United States Court of Appeals, Seventh Circuit

March 29, 2017

Eric Mains, Plaintiff-Appellant,
Citibank, N.A., et al, Defendants-Appellees.

          Argued November 2, 2016

         Appeal from the United States District Court for the Southern District of Indiana, New Albany Division. No. 4:15-cv-00036-SEB-TAB - Sarah Evans Barker, Judge.

          Before Wood, Chief Judge, and Posner and Williams, Circuit Judges.

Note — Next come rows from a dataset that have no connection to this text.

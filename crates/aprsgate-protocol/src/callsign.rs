//! Callsign helpers.
//!
//! A callsign is a station identity, optionally suffixed with `-<SSID>` to
//! denote a sub-station. Most of the gateway keys its state on the *base*
//! callsign, which is the uppercased text before the first `-`.

use serde::{Deserialize, Serialize};
use std::fmt;

/// Fixed width of the addressee field in an APRS message.
pub const ADDRESSEE_WIDTH: usize = 9;

/// Maximum length of the callsign part (without SSID).
const MAX_BASE_LENGTH: usize = 6;

/// Maximum number of SSID digits.
const MAX_SSID_DIGITS: usize = 2;

/// Trim and uppercase a callsign.
#[must_use]
pub fn normalize(callsign: &str) -> String {
    callsign.trim().to_ascii_uppercase()
}

/// Strip any `-<SSID>` suffix and uppercase the result.
///
/// `base_callsign("k8sdr-10") == "K8SDR"`.
#[must_use]
pub fn base_callsign(callsign: &str) -> String {
    let normalized = normalize(callsign);
    match normalized.find('-') {
        Some(idx) => normalized[..idx].to_string(),
        None => normalized,
    }
}

/// Check whether two callsigns refer to the same base station.
#[must_use]
pub fn same_station(a: &str, b: &str) -> bool {
    base_callsign(a) == base_callsign(b)
}

/// Validate a callsign of the form `ABC123` or `ABC123-NN`.
///
/// Input is trimmed and uppercased before checking.
#[must_use]
pub fn is_valid_callsign(callsign: &str) -> bool {
    let normalized = normalize(callsign);
    let (base, ssid) = match normalized.split_once('-') {
        Some((base, ssid)) => (base, Some(ssid)),
        None => (normalized.as_str(), None),
    };

    let base_ok = (1..=MAX_BASE_LENGTH).contains(&base.len())
        && base.bytes().all(|b| b.is_ascii_uppercase() || b.is_ascii_digit());

    let ssid_ok = match ssid {
        Some(ssid) => {
            (1..=MAX_SSID_DIGITS).contains(&ssid.len()) && ssid.bytes().all(|b| b.is_ascii_digit())
        }
        None => true,
    };

    base_ok && ssid_ok
}

/// Format a callsign as a 9-character, space-padded addressee field.
///
/// Longer input is cut to the field width.
#[must_use]
pub fn pad_addressee(callsign: &str) -> String {
    let normalized = normalize(callsign);
    let truncated: String = normalized.chars().take(ADDRESSEE_WIDTH).collect();
    format!("{truncated:<width$}", width = ADDRESSEE_WIDTH)
}

/// Identifies one conversation: a locally served station talking to a remote one.
///
/// Both sides are stored as base callsigns, so every SSID of a station shares
/// the same conversation state.
#[derive(Debug, Clone, PartialEq, Eq, Hash, PartialOrd, Ord, Serialize, Deserialize)]
pub struct ConversationKey {
    /// Base callsign of the locally served station.
    pub local: String,
    /// Base callsign of the remote station.
    pub remote: String,
}

impl ConversationKey {
    /// Build a key, reducing both callsigns to their base form.
    #[must_use]
    pub fn new(local: &str, remote: &str) -> Self {
        Self {
            local: base_callsign(local),
            remote: base_callsign(remote),
        }
    }
}

impl fmt::Display for ConversationKey {
    fn fmt(&self, f: &mut fmt::Formatter<'_>) -> fmt::Result {
        write!(f, "{}<->{}", self.local, self.remote)
    }
}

          WOOD, Chief Judge.

         Eric Mains has been battling the impending foreclosure of his home for quite some time. Most recently, he brought an action in federal court raising various state and federal law theories, related primarily to alleged fraudulent activity by the defendants. But the state courts resolved these matters long before he turned to the federal court. Mindful of our limited jurisdiction and the need to respect the finality of state-court judgments, we affirm the district court's dismissal of this case.


         Mains executed a mortgage on his home with Washington Mutual ("WAMU") in December 2006 and made timely payments for a little more than two years. WAMU failed in September 2008, and the Federal Deposit Insurance Corporation ("FDIC") became its receiver. Chase Bank ("Chase") purchased WAMU's loans and loan commitments, including Mains's mortgage and note. Mains received notice in May 2009 that Chase was the servicer of his loan. (Chase would later assign the mortgage and note to Citibank in 2010.)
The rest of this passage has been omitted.